Conte believes there is plenty of potential within the young team he has found at Tottenham even if the fast and physical English game means he has to adapt back to what he knew at Chelsea.

“I want to improve them all [at Spurs]. They are young, they have margins, they follow me and they want to learn,” he said.

“In the Premier League there is much less tactics, you go in gusts, here the ball flies, thrown from right to left, you hear the hiss in the air.

“In Italy we are masters of tactics, the teams are organized, but more blocked, more serious. The fewer spaces available also reduce intensity and speed. In the Premier League, we play more openly. This makes the matches more spectacular. And from 65 minutes onwards, when a little tiredness emerges, anything can happen.

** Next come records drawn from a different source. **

//! Pipeline configuration model.
//!
//! The configuration is a JSON document mapping table name to column rules:
//!
//! ```json
//! {
//!   "trips": {
//!     "trip_id":    { "required": true, "type": "Integer", "parse": [ { "ToInt": null } ] },
//!     "price":      { "type": "Float",  "parse": [ { "Replace": ["$", ""] }, { "ToFloat": 2 } ] },
//!     "started_at": { "type": "Timestamp" }
//!   }
//! }
//! ```
//!
//! Parse steps are declarative data, not code: each is a single-entry map
//! whose key names a registry entry and whose value carries the construction
//! arguments (`null` for none, a scalar for one, an array for several).
//! Steps are resolved against the registry when the column pipeline is
//! built, never evaluated as configuration text.
//!
//! Column order within a table is the declared document order and is
//! preserved through to the canonical output headers.

use std::collections::HashMap;
use std::fmt;
use std::path::Path;

use serde::de::{MapAccess, Visitor};
use serde::{Deserialize, Deserializer};
use serde_json::Value;

use crate::error::ConfigResult;
use crate::models::SemanticType;

// =============================================================================
// Step Invocations
// =============================================================================

/// A declarative reference to a registry step and its construction
/// arguments.
///
/// Resolution against the registry happens at pipeline-build time; an
/// unknown name or malformed argument literal is fatal for the table's
/// configuration.
#[derive(Debug, Clone, PartialEq)]
pub struct StepInvocation {
    /// Registry entry name, e.g. `"Replace"`.
    pub name: String,
    /// Ordered argument literals.
    pub args: Vec<Value>,
}

impl StepInvocation {
    pub fn new(name: impl Into<String>, args: Vec<Value>) -> Self {
        Self {
            name: name.into(),
            args,
        }
    }
}

impl<'de> Deserialize<'de> for StepInvocation {
    fn deserialize<D>(deserializer: D) -> Result<Self, D::Error>
    where
        D: Deserializer<'de>,
    {
        struct StepVisitor;

        impl<'de> Visitor<'de> for StepVisitor {
            type Value = StepInvocation;

            fn expecting(&self, f: &mut fmt::Formatter) -> fmt::Result {
                f.write_str("a single-entry map of step name to arguments")
            }

            fn visit_map<A>(self, mut map: A) -> Result<Self::Value, A::Error>
            where
                A: MapAccess<'de>,
            {
                let (name, raw_args) = map
                    .next_entry::<String, Value>()?
                    .ok_or_else(|| serde::de::Error::custom("parse step map is empty"))?;

                if map.next_entry::<String, Value>()?.is_some() {
                    return Err(serde::de::Error::custom(
                        "parse step must be a single-entry map",
                    ));
                }

                let args = match raw_args {
                    Value::Null => Vec::new(),
                    Value::Array(items) => items,
                    scalar => vec![scalar],
                };

                Ok(StepInvocation { name, args })
            }
        }

        deserializer.deserialize_map(StepVisitor)
    }
}

// =============================================================================
// Column Rules
// =============================================================================

/// Declarative processing rule for one column. Immutable after load.
#[derive(Debug, Clone, Deserialize)]
pub struct ColumnRule {
    /// Rows with this column absent or empty are dropped entirely.
    #[serde(default)]
    pub required: bool,

    /// Ordered parse steps applied before the terminal type cast.
    #[serde(default)]
    pub parse: Vec<StepInvocation>,

    /// Target semantic type for the terminal cast and the canonical header.
    #[serde(rename = "type", default)]
    pub target_type: SemanticType,
}

// =============================================================================
// Table Configuration
// =============================================================================

/// All column rules for one table, in declared order.
#[derive(Debug, Clone)]
pub struct TableConfig {
    columns: Vec<(String, ColumnRule)>,
}

impl TableConfig {
    pub fn new(columns: Vec<(String, ColumnRule)>) -> Self {
        Self { columns }
    }

    /// Columns in declared order.
    pub fn columns(&self) -> &[(String, ColumnRule)] {
        &self.columns
    }

    pub fn get(&self, name: &str) -> Option<&ColumnRule> {
        self.columns
            .iter()
            .find(|(col, _)| col == name)
            .map(|(_, rule)| rule)
    }

    pub fn len(&self) -> usize {
        self.columns.len()
    }

    pub fn is_empty(&self) -> bool {
        self.columns.is_empty()
    }
}

impl<'de> Deserialize<'de> for TableConfig {
    fn deserialize<D>(deserializer: D) -> Result<Self, D::Error>
    where
        D: Deserializer<'de>,
    {
        struct TableVisitor;

        impl<'de> Visitor<'de> for TableVisitor {
            type Value = TableConfig;

            fn expecting(&self, f: &mut fmt::Formatter) -> fmt::Result {
                f.write_str("a map of column name to column rule")
            }

            // Collected by hand so document order survives deserialization.
            fn visit_map<A>(self, mut map: A) -> Result<Self::Value, A::Error>
            where
                A: MapAccess<'de>,
            {
                let mut columns = Vec::new();
                while let Some((name, rule)) = map.next_entry::<String, ColumnRule>()? {
                    columns.push((name, rule));
                }
                Ok(TableConfig { columns })
            }
        }

        deserializer.deserialize_map(TableVisitor)
    }
}

// =============================================================================
// Pipeline Configuration
// =============================================================================

/// The full pipeline configuration: one [`TableConfig`] per table.
#[derive(Debug, Clone, Deserialize)]
#[serde(transparent)]
pub struct PipelineConfig {
    tables: HashMap<String, TableConfig>,
}

impl PipelineConfig {
    /// Parse a configuration from a JSON string.
    pub fn from_json(json: &str) -> ConfigResult<Self> {
        Ok(serde_json::from_str(json)?)
    }

    /// Load a configuration from a JSON file.
    pub fn load(path: impl AsRef<Path>) -> ConfigResult<Self> {
        let content = std::fs::read_to_string(path)?;
        Self::from_json(&content)
    }

    /// Look up the configuration for a table, if declared.
    pub fn table(&self, name: &str) -> Option<&TableConfig> {
        self.tables.get(name)
    }

    /// Declared table names.
    pub fn table_names(&self) -> impl Iterator<Item = &str> {
        self.tables.keys().map(|s| s.as_str())
    }

    pub fn len(&self) -> usize {
        self.tables.len()
    }

    pub fn is_empty(&self) -> bool {
        self.tables.is_empty()
    }
}
#[cfg(test)]
mod tests {
    use super::*;

    fn inv(name: &str, args: Vec<Value>) -> StepInvocation {
        StepInvocation::new(name, args)
    }

    fn text(s: &str) -> CellValue {
        CellValue::Text(s.to_string())
    }

    #[test]
    fn test_chain_order_is_significant() {
        let replace = resolve("t", "c", &inv("Replace", vec!["-".into(), "/".into()])).unwrap();
        let upper = resolve("t", "c", &inv("ToUpper", vec![])).unwrap();

        let column = CompiledColumn {
            name: "c".into(),
            required: false,
            steps: vec![replace.clone(), upper.clone()],
            target_type: SemanticType::String,
        };
        assert_eq!(column.run_chain(text("a-b")).unwrap(), text("A/B"));

        // Swapped order on a case-sensitive replacement changes the result.
        let lower_replace =
            resolve("t", "c", &inv("Replace", vec!["a".into(), "x".into()])).unwrap();
        let forward = CompiledColumn {
            name: "c".into(),
            required: false,
            steps: vec![lower_replace.clone(), upper.clone()],
            target_type: SemanticType::String,
        };
        let reversed = CompiledColumn {
            name: "c".into(),
            required: false,
            steps: vec![upper, lower_replace],
            target_type: SemanticType::String,
        };
        assert_eq!(forward.run_chain(text("ab")).unwrap(), text("XB"));
        assert_eq!(reversed.run_chain(text("ab")).unwrap(), text("AB"));
    }

    #[test]
    fn test_to_int_truncates_via_float() {
        let step = ParseStep::ToInt;
        assert_eq!(step.apply(text("3.9")).unwrap(), CellValue::Int(3));
        assert_eq!(step.apply(text("42")).unwrap(), CellValue::Int(42));
        assert_eq!(step.apply(CellValue::Null).unwrap(), CellValue::Null);
    }

    #[test]
    fn test_to_int_rejects_non_numeric() {
        let err = ParseStep::ToInt.apply(text("abc")).unwrap_err();
        assert!(err.to_string().contains("abc"));
    }

    #[test]
    fn test_to_float_rounds_to_precision() {
        let step = ParseStep::ToFloat { precision: 2 };
        assert_eq!(step.apply(text("3.14159")).unwrap(), CellValue::Float(3.14));

        let step = ParseStep::ToFloat { precision: 0 };
        assert_eq!(step.apply(text("3.6")).unwrap(), CellValue::Float(4.0));

        assert!(step.apply(text("n/a")).is_err());
    }

    #[test]
    fn test_to_float_default_precision() {
        let step = resolve("t", "c", &inv("ToFloat", vec![])).unwrap();
        assert_eq!(step.apply(text("1.005")).unwrap(), CellValue::Float(1.0));
    }

    #[test]
    fn test_to_datetime_emits_iso_8601_utc() {
        let step = ParseStep::ToDatetime {
            format: "%d/%m/%Y %H:%M:%S".into(),
        };
        assert_eq!(
            step.apply(text("15/01/2024 10:30:00")).unwrap(),
            text("2024-01-15T10:30:00+00:00")
        );
        // Empty-or-absent passes through as a no-op.
        assert_eq!(step.apply(CellValue::Null).unwrap(), CellValue::Null);
        assert!(step.apply(text("not a date")).is_err());
    }

    #[test]
    fn test_to_date() {
        let step = ParseStep::ToDate {
            format: "%d/%m/%Y".into(),
        };
        assert_eq!(step.apply(text("15/01/2024")).unwrap(), text("2024-01-15"));
    }

    #[test]
    fn test_to_null_sentinel() {
        let step = ParseStep::ToNull {
            sentinel: "N/A".into(),
        };
        assert_eq!(step.apply(text("N/A")).unwrap(), CellValue::Null);
        assert_eq!(step.apply(text("ok")).unwrap(), text("ok"));
    }

    #[test]
    fn test_left_trim() {
        let step = ParseStep::LeftTrim {
            chars: "0 ".into(),
        };
        assert_eq!(step.apply(text("00042")).unwrap(), text("42"));
        assert_eq!(step.apply(CellValue::Null).unwrap(), CellValue::Null);
    }

    #[test]
    fn test_regex_replace_all_matches() {
        let step = resolve(
            "t",
            "c",
            &inv("RegexReplace", vec!["[-. ]".into(), "".into()]),
        )
        .unwrap();
        assert_eq!(step.apply(text("1-2.3 4")).unwrap(), text("1234"));
    }

    #[test]
    fn test_string_steps_tolerate_absent_input() {
        let replace = ParseStep::Replace {
            old: "a".into(),
            new: "b".into(),
        };
        assert_eq!(replace.apply(CellValue::Null).unwrap(), CellValue::Null);
        assert_eq!(ParseStep::ToUpper.apply(CellValue::Null).unwrap(), CellValue::Null);
    }

    #[test]
    fn test_unknown_step_is_config_error() {
        let err = resolve("trips", "price", &inv("Frobnicate", vec![])).unwrap_err();
        match err {
            ConfigError::UnknownStep { table, column, step } => {
                assert_eq!(table, "trips");
                assert_eq!(column, "price");
                assert_eq!(step, "Frobnicate");
            }
            other => panic!("unexpected error: {other}"),
        }
    }

    #[test]
    fn test_bad_pattern_is_config_error() {
        let err = resolve(
            "t",
            "c",
            &inv("RegexReplace", vec!["[unclosed".into(), "".into()]),
        )
        .unwrap_err();
        assert!(matches!(err, ConfigError::BadPattern { .. }));
    }

    #[test]
    fn test_wrong_arity_is_config_error() {
        let err = resolve("t", "c", &inv("Replace", vec!["only-one".into()])).unwrap_err();
        assert!(matches!(err, ConfigError::BadStepArgs { .. }));
    }

    #[test]
    fn test_building_twice_is_equivalent() {
        let rule = ColumnRule {
            required: false,
            parse: vec![
                inv("Replace", vec!["-".into(), "/".into()]),
                inv("ToUpper", vec![]),
            ],
            target_type: SemanticType::String,
        };

        let first = build_column("t", "c", &rule).unwrap();
        let second = build_column("t", "c", &rule).unwrap();
        assert_eq!(
            first.run_chain(text("x-y")).unwrap(),
            second.run_chain(text("x-y")).unwrap()
        );
    }
}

“I believe that it is necessary to absorb the mentality and the type of football of a country if you do not want to become a foreign body, but to win tactics and strategy remain fundamental.”

The new Spurs head coach is constantly trying to improve himself and adapt and he will need to do so particularly with his tough challenge ahead in north London.

“We never stop growing, studying, updating, finding new solutions,” he explained. “I study football every day. It is my life, my passion, my work, my magnificent obsession.

“To stay on top, you never have to sit down. Out of respect for yourself and for those who look for you and pay you.”

On the challenge ahead at Tottenham, he went on: “You can see that I am made for more difficult choices that require more effort.

“Every now and then I tell myself: it would be nice to drive a car that starts from pole position, but in the end, that’s okay with me. I evaluated Tottenham’s choice and found all the answers I was looking for.

“I want to enjoy my work, the journey more. Sometimes the obligation to achieve the result, to be forced to win because your name is Conte, because you earn a lot, has also infected the results achieved.

“This time I would like to enjoy this construction phase that awaits me. I start from behind, but I have the experience and maturity to face this difficult challenge and yes winning will be more beautiful.”